By the end of the summer of 1967 there were hardly any Syrian civilians left in the Golan Heights. IDF forces prevented residents who'd left from returning, and those who'd remained behind were evacuated to Syria. On August 27, IDF General Command issued an order classifying 101 villages in the Golan as "abandoned," and prohibiting entry to them. Anyone in violation of this order "was subject to five years' imprisonment or a fine of 5,000 liras, or both."


Every two weeks, a report about civilian life under the military administration in the Golan was submitted. About the last half of September, one such report said: "Our forces opened fire 22 times to chase away shepherds and infiltrators who approached outposts. Three Syrian and two Lebanese infiltrators were apprehended for questioning." It is important to note that it is explicitly stated that these were unarmed civilians.
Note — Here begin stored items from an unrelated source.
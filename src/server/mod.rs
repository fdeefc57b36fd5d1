// Server module entry point
// Binds the listener, accepts connections and hands them to the router

pub mod connection;
pub mod listener;

// `loop` is a keyword, so the module is exposed as server_loop
#[path = "loop.rs"]
pub mod server_loop;

// Re-export commonly used items
pub use listener::create_listener;
pub use server_loop::serve;
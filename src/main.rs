use std::process::ExitCode;
use std::sync::Arc;

mod config;
mod counter;
mod error;
mod handler;
mod http;
mod logger;
mod server;

use error::ServerError;

fn main() -> ExitCode {
    match run() {
        Ok(()) => ExitCode::SUCCESS,
        Err(e) => {
            logger::log_fatal(&e);
            ExitCode::FAILURE
        }
    }
}

fn run() -> Result<(), ServerError> {
    // First positional argument names the config file, without extension
    let config_name = std::env::args()
        .nth(1)
        .unwrap_or_else(|| config::DEFAULT_CONFIG_NAME.to_string());
    let cfg = config::Config::load_from(&config_name)?;

    logger::init(&cfg.logging).map_err(ServerError::Logger)?;

    // Build the Tokio runtime, sized by `server.workers` when set
    let mut runtime_builder = tokio::runtime::Builder::new_multi_thread();
    runtime_builder.enable_all();
    if let Some(workers) = cfg.server.workers {
        runtime_builder.worker_threads(workers);
    }
    let runtime = runtime_builder.build().map_err(ServerError::Runtime)?;

    runtime.block_on(async_main(cfg))
}

async fn async_main(cfg: config::Config) -> Result<(), ServerError> {
    let addr = cfg.get_socket_addr()?;
    let listener = server::create_listener(addr)?;

    logger::log_server_start(&addr, &cfg);

    let state = Arc::new(config::AppState::new(cfg));
    let router = Arc::new(handler::Router::new(state));
    server::serve(listener, router).await;
    Ok(())
}
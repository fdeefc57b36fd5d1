//! Liveness endpoint

use http_body_util::Full;
use hyper::body::Bytes;
use hyper::{Response, StatusCode};

use crate::http;

/// `GET /healthz`
pub fn handle_healthz() -> Response<Full<Bytes>> {
    http::build_text_response(StatusCode::OK, "OK")
}
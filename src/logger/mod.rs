//! Logger module
//!
//! Provides logging utilities for the HTTP server including:
//! - Server lifecycle logging
//! - Access logging with multiple formats
//! - Error and warning logging
//! - File-based logging support

mod format;
pub mod writer;

pub use format::AccessLogEntry;

use crate::config::{Config, LoggingConfig};
use std::net::SocketAddr;

/// Initialize the logger with configuration
///
/// Should be called once at application startup.
pub fn init(config: &LoggingConfig) -> std::io::Result<()> {
    writer::init(
        config.access_log_file.as_deref(),
        config.error_log_file.as_deref(),
    )
}

/// Write to info/access log
fn write_info(message: &str) {
    match writer::get() {
        Some(w) => w.write_info(message),
        None => println!("{message}"),
    }
}

/// Write to error log
fn write_error(message: &str) {
    match writer::get() {
        Some(w) => w.write_error(message),
        None => eprintln!("{message}"),
    }
}

pub fn log_server_start(addr: &SocketAddr, config: &Config) {
    write_info("======================================");
    write_info(&format!("Serving files from {} on port {}", config.files.root, addr.port()));
    write_info(&format!("Listening on: http://{addr}"));
    if let Some(workers) = config.server.workers {
        write_info(&format!("Worker threads: {workers}"));
    }
    if let Some(ref path) = config.logging.access_log_file {
        write_info(&format!("Access log: {path}"));
    }
    if let Some(ref path) = config.logging.error_log_file {
        write_info(&format!("Error log: {path}"));
    }
    write_info("======================================\n");
}

pub fn log_connection_error(err: &impl std::fmt::Debug) {
    write_error(&format!("[ERROR] Failed to serve connection: {err:?}"));
}

pub fn log_error(message: &str) {
    write_error(&format!("[ERROR] {message}"));
}

pub fn log_warning(message: &str) {
    write_error(&format!("[WARN] {message}"));
}

/// Log an error that is about to terminate the process
pub fn log_fatal(err: &impl std::fmt::Display) {
    write_error(&format!("[FATAL] {err}"));
}

/// Log formatted access log entry
pub fn log_access(entry: &AccessLogEntry, format: &str) {
    write_info(&entry.format(format));
}
//! HTTP Range request parsing module
//!
//! Single `bytes=` ranges only. Multi-range and malformed headers are
//! ignored and the full content is served instead.

/// Inclusive byte span selected by a Range header
#[derive(Debug, Clone, Copy, PartialEq, Eq)]
pub struct ByteRange {
    pub start: u64,
    pub end: u64,
}

/// Range header parse result
#[derive(Debug, PartialEq, Eq)]
pub enum RangeParseResult {
    /// Serve the given span with 206
    Valid(ByteRange),
    /// Well-formed but outside the file, answer 416
    NotSatisfiable,
    /// No usable Range header, serve everything
    None,
}

/// Parse a Range header against a file of `file_size` bytes
pub fn parse_range_header(range_header: Option<&str>, file_size: u64) -> RangeParseResult {
    let Some(ranges) = range_header.and_then(|h| h.trim().strip_prefix("bytes=")) else {
        return RangeParseResult::None;
    };
    if ranges.contains(',') {
        return RangeParseResult::None;
    }
    let Some((first, last)) = ranges.trim().split_once('-') else {
        return RangeParseResult::None;
    };

    if first.is_empty() {
        // bytes=-N: the final N bytes
        let Ok(suffix) = last.parse::<u64>() else {
            return RangeParseResult::None;
        };
        if suffix == 0 || file_size == 0 {
            return RangeParseResult::NotSatisfiable;
        }
        return RangeParseResult::Valid(ByteRange {
            start: file_size.saturating_sub(suffix),
            end: file_size - 1,
        });
    }

    let Ok(start) = first.parse::<u64>() else {
        return RangeParseResult::None;
    };
    let end = if last.is_empty() {
        None
    } else {
        match last.parse::<u64>() {
            Ok(end) if end >= start => Some(end),
            _ => return RangeParseResult::None,
        }
    };

    if start >= file_size {
        return RangeParseResult::NotSatisfiable;
    }

    let last_byte = file_size - 1;
    RangeParseResult::Valid(ByteRange {
        start,
        end: end.map_or(last_byte, |e| e.min(last_byte)),
    })
}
The above report also said: "Relative to the past weeks, the number of infiltrations from Syrian territory has decreased, due to the alertness of our forces who open fire at [those] who approach."

All of the events covered in the reports were banned from publication at the time by the censor, whereas incidents in which IDF forces encountered armed civilians or combatants were given extensive media coverage.


In the summary of a meeting of the committee responsible for civilian affairs in the "held areas," on October 3, in the defense minister's office, there was a rare slip of the pen: "The expulsion will be carried out on the basis of the directive to prevent infiltration (and not as written on the basis of the 'law' which applies in Israel alone )," the minutes read.


Officially, however, Israel continued to deny any evacuation or expulsion of civilians. In his piece in Life Magazine, Moshe Dayan wrote that after the war, the Red Cross approached Israel about allowing Golan inhabitants to return to their villages, but the Syrian government itself did not support this request, but rather concerned itself solely with "renewing the war against Israel."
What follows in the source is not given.